- _What is being asked_
Quote every line below exactly as it reads.

- _Record excerpts_
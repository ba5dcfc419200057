//! Share payload: the session fields as JSON, optionally base64url for links.

use crate::errors::ShareError;
use crate::models::Session;
use base64::{engine::general_purpose::URL_SAFE_NO_PAD, Engine};
use serde::{Deserialize, Serialize};
use std::collections::BTreeMap;

/// Schema version written into every payload.
pub const SHARE_VERSION: u32 = 1;

fn default_version() -> u32 {
    SHARE_VERSION
}

/// `{version, input, maxMask, expanded, locked, names}`.
///
/// Every field except `version` is optional when decoding; absent fields
/// leave the receiving session untouched.
#[derive(Serialize, Deserialize, Debug, Clone, PartialEq, Eq)]
#[serde(rename_all = "camelCase")]
pub struct SharePayload {
    #[serde(default = "default_version")]
    pub version: u32,
    #[serde(default, skip_serializing_if = "Option::is_none")]
    pub input: Option<String>,
    #[serde(default, skip_serializing_if = "Option::is_none")]
    pub max_mask: Option<u8>,
    #[serde(default, skip_serializing_if = "Option::is_none")]
    pub expanded: Option<Vec<String>>,
    #[serde(default, skip_serializing_if = "Option::is_none")]
    pub locked: Option<Vec<String>>,
    #[serde(default, skip_serializing_if = "Option::is_none")]
    pub names: Option<BTreeMap<String, String>>,
}

impl SharePayload {
    pub fn from_session(session: &Session) -> Self {
        SharePayload {
            version: SHARE_VERSION,
            input: Some(session.input.clone()),
            max_mask: Some(session.view.max_depth),
            expanded: Some(session.view.expanded.iter().cloned().collect()),
            locked: Some(session.view.locked.iter().cloned().collect()),
            names: Some(session.view.names.clone()),
        }
    }

    /// Overwrite the fields of `session` that this payload carries.
    pub fn apply_to(self, session: &mut Session) {
        if let Some(input) = self.input.filter(|i| !i.is_empty()) {
            session.input = input;
        }
        if let Some(max_mask) = self.max_mask {
            session.view.max_depth = max_mask;
        }
        if let Some(expanded) = self.expanded {
            session.view.expanded = expanded.into_iter().collect();
        }
        if let Some(locked) = self.locked {
            session.view.locked = locked.into_iter().collect();
        }
        if let Some(names) = self.names {
            session.view.names = names;
        }
    }

    pub fn to_json(&self) -> Result<String, ShareError> {
        Ok(serde_json::to_string(self)?)
    }

    pub fn to_json_pretty(&self) -> Result<String, ShareError> {
        Ok(serde_json::to_string_pretty(self)?)
    }

    /// Parse JSON; errors name the offending field path.
    pub fn from_json(json: &str) -> Result<Self, ShareError> {
        let de = &mut serde_json::Deserializer::from_str(json);
        let payload: SharePayload = serde_path_to_error::deserialize(de)?;
        if payload.version > SHARE_VERSION {
            return Err(ShareError::UnsupportedVersion(payload.version));
        }
        Ok(payload)
    }

    /// JSON encoded as unpadded base64url, ready for a query parameter.
    pub fn encode_link_param(&self) -> Result<String, ShareError> {
        Ok(URL_SAFE_NO_PAD.encode(self.to_json()?))
    }

    /// Decode a link parameter: base64url first, raw JSON as the fallback.
    pub fn decode_link_param(param: &str) -> Result<Self, ShareError> {
        let param = param.trim();
        let decoded = URL_SAFE_NO_PAD
            .decode(param.trim_end_matches('='))
            .ok()
            .and_then(|bytes| String::from_utf8(bytes).ok());
        match decoded {
            Some(json) => SharePayload::from_json(&json),
            None => {
                log::debug!("share parameter is not base64url, trying raw JSON");
                SharePayload::from_json(param)
            }
        }
    }
}

#[cfg(test)]
mod tests {
    use super::*;
    use pretty_assertions::assert_eq;

    fn sample_session() -> Session {
        let mut session = Session {
            input: "10.20.0.0/16".to_string(),
            ..Default::default()
        };
        session.view.max_depth = 26;
        session.view.expand("10.20.0.0/16");
        session.view.set_name("10.20.4.0/24", "apps");
        session
    }

    #[test]
    fn test_json_shape() {
        let payload = SharePayload::from_session(&sample_session());
        let value: serde_json::Value = serde_json::from_str(&payload.to_json().unwrap()).unwrap();
        assert_eq!(
            value,
            serde_json::json!({
                "version": 1,
                "input": "10.20.0.0/16",
                "maxMask": 26,
                "expanded": ["10.20.0.0/16"],
                "locked": ["10.20.4.0/24"],
                "names": {"10.20.4.0/24": "apps"}
            })
        );
    }

    #[test]
    fn test_link_param_restores_session() {
        let session = sample_session();
        let param = SharePayload::from_session(&session)
            .encode_link_param()
            .unwrap();
        assert!(!param.contains('='));
        assert!(!param.contains('+'));
        assert!(!param.contains('/'));

        let mut restored = Session::default();
        SharePayload::decode_link_param(&param)
            .unwrap()
            .apply_to(&mut restored);
        assert_eq!(restored, session);
    }

    #[test]
    fn test_raw_json_fallback_and_partial_apply() {
        let payload = SharePayload::decode_link_param(r#"{"version":1,"maxMask":20}"#).unwrap();
        let mut session = sample_session();
        payload.apply_to(&mut session);
        assert_eq!(session.view.max_depth, 20);
        assert_eq!(session.input, "10.20.0.0/16");
        assert!(session.view.is_locked("10.20.4.0/24"));
    }

    #[test]
    fn test_error_names_field() {
        let err = SharePayload::from_json(r#"{"version":1,"maxMask":"wide"}"#).unwrap_err();
        match err {
            ShareError::Json { path, .. } => assert_eq!(path, "maxMask"),
            other => panic!("unexpected error {other:?}"),
        }
    }

    #[test]
    fn test_future_version_rejected() {
        assert!(matches!(
            SharePayload::from_json(r#"{"version":2}"#),
            Err(ShareError::UnsupportedVersion(2))
        ));
    }
}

- _Expected output_
repository ba5dcfc419200057
//! Share payload: the session fields as JSON, optionally base64url for links.

use crate::errors::ShareError;
use crate::models::Session;
use base64::{engine::general_purpose::URL_SAFE_NO_PAD, Engine};
use serde::{Deserialize, Serialize};
use std::collections::BTreeMap;

/// Schema version written into every payload.
pub const SHARE_VERSION: u32 = 1;

fn default_version() -> u32 {
    SHARE_VERSION
}

/// `{version, input, maxMask, expanded, locked, names}`.
///
/// Every field except `version` is optional when decoding; absent fields
/// leave the receiving session untouched.
#[derive(Serialize, Deserialize, Debug, Clone, PartialEq, Eq)]
#[serde(rename_all = "camelCase")]
pub struct SharePayload {
    #[serde(default = "default_version")]
    pub version: u32,
    #[serde(default, skip_serializing_if = "Option::is_none")]
    pub input: Option<String>,
    #[serde(default, skip_serializing_if = "Option::is_none")]
    pub max_mask: Option<u8>,
    #[serde(default, skip_serializing_if = "Option::is_none")]
    pub expanded: Option<Vec<String>>,
    #[serde(default, skip_serializing_if = "Option::is_none")]
    pub locked: Option<Vec<String>>,
    #[serde(default, skip_serializing_if = "Option::is_none")]
    pub names: Option<BTreeMap<String, String>>,
}

impl SharePayload {
    pub fn from_session(session: &Session) -> Self {
        SharePayload {
            version: SHARE_VERSION,
            input: Some(session.input.clone()),
            max_mask: Some(session.view.max_depth),
            expanded: Some(session.view.expanded.iter().cloned().collect()),
            locked: Some(session.view.locked.iter().cloned().collect()),
            names: Some(session.view.names.clone()),
        }
    }

    /// Overwrite the fields of `session` that this payload carries.
    pub fn apply_to(self, session: &mut Session) {
        if let Some(input) = self.input.filter(|i| !i.is_empty()) {
            session.input = input;
        }
        if let Some(max_mask) = self.max_mask {
            session.view.max_depth = max_mask;
        }
        if let Some(expanded) = self.expanded {
            session.view.expanded = expanded.into_iter().collect();
        }
        if let Some(locked) = self.locked {
            session.view.locked = locked.into_iter().collect();
        }
        if let Some(names) = self.names {
            session.view.names = names;
        }
    }

    pub fn to_json(&self) -> Result<String, ShareError> {
        Ok(serde_json::to_string(self)?)
    }

    pub fn to_json_pretty(&self) -> Result<String, ShareError> {
        Ok(serde_json::to_string_pretty(self)?)
    }

    /// Parse JSON; errors name the offending field path.
    pub fn from_json(json: &str) -> Result<Self, ShareError> {
        let de = &mut serde_json::Deserializer::from_str(json);
        let payload: SharePayload = serde_path_to_error::deserialize(de)?;
        if payload.version > SHARE_VERSION {
            return Err(ShareError::UnsupportedVersion(payload.version));
        }
        Ok(payload)
    }

    /// JSON encoded as unpadded base64url, ready for a query parameter.
    pub fn encode_link_param(&self) -> Result<String, ShareError> {
        Ok(URL_SAFE_NO_PAD.encode(self.to_json()?))
    }

    /// Decode a link parameter: base64url first, raw JSON as the fallback.
    pub fn decode_link_param(param: &str) -> Result<Self, ShareError> {
        let param = param.trim();
        let decoded = URL_SAFE_NO_PAD
            .decode(param.trim_end_matches('='))
            .ok()
            .and_then(|bytes| String::from_utf8(bytes).ok());
        match decoded {
            Some(json) => SharePayload::from_json(&json),
            None => {
                log::debug!("share parameter is not base64url, trying raw JSON");
                SharePayload::from_json(param)
            }
        }
    }
}

#[cfg(test)]
mod tests {
    use super::*;
    use pretty_assertions::assert_eq;

    fn sample_session() -> Session {
        let mut session = Session {
            input: "10.20.0.0/16".to_string(),
            ..Default::default()
        };
        session.view.max_depth = 26;
        session.view.expand("10.20.0.0/16");
        session.view.set_name("10.20.4.0/24", "apps");
        session
    }

    #[test]
    fn test_json_shape() {
        let payload = SharePayload::from_session(&sample_session());
        let value: serde_json::Value = serde_json::from_str(&payload.to_json().unwrap()).unwrap();
        assert_eq!(
            value,
            serde_json::json!({
                "version": 1,
                "input": "10.20.0.0/16",
                "maxMask": 26,
                "expanded": ["10.20.0.0/16"],
                "locked": ["10.20.4.0/24"],
                "names": {"10.20.4.0/24": "apps"}
            })
        );
    }

    #[test]
    fn test_link_param_restores_session() {
        let session = sample_session();
        let param = SharePayload::from_session(&session)
            .encode_link_param()
            .unwrap();
        assert!(!param.contains('='));
        assert!(!param.contains('+'));
        assert!(!param.contains('/'));

        let mut restored = Session::default();
        SharePayload::decode_link_param(&param)
            .unwrap()
            .apply_to(&mut restored);
        assert_eq!(restored, session);
    }

    #[test]
    fn test_raw_json_fallback_and_partial_apply() {
        let payload = SharePayload::decode_link_param(r#"{"version":1,"maxMask":20}"#).unwrap();
        let mut session = sample_session();
        payload.apply_to(&mut session);
        assert_eq!(session.view.max_depth, 20);
        assert_eq!(session.input, "10.20.0.0/16");
        assert!(session.view.is_locked("10.20.4.0/24"));
    }

    #[test]
    fn test_error_names_field() {
        let err = SharePayload::from_json(r#"{"version":1,"maxMask":"wide"}"#).unwrap_err();
        match err {
            ShareError::Json { path, .. } => assert_eq!(path, "maxMask"),
            other => panic!("unexpected error {other:?}"),
        }
    }

    #[test]
    fn test_future_version_rejected() {
        assert!(matches!(
            SharePayload::from_json(r#"{"version":2}"#),
            Err(ShareError::UnsupportedVersion(2))
        ));
    }
}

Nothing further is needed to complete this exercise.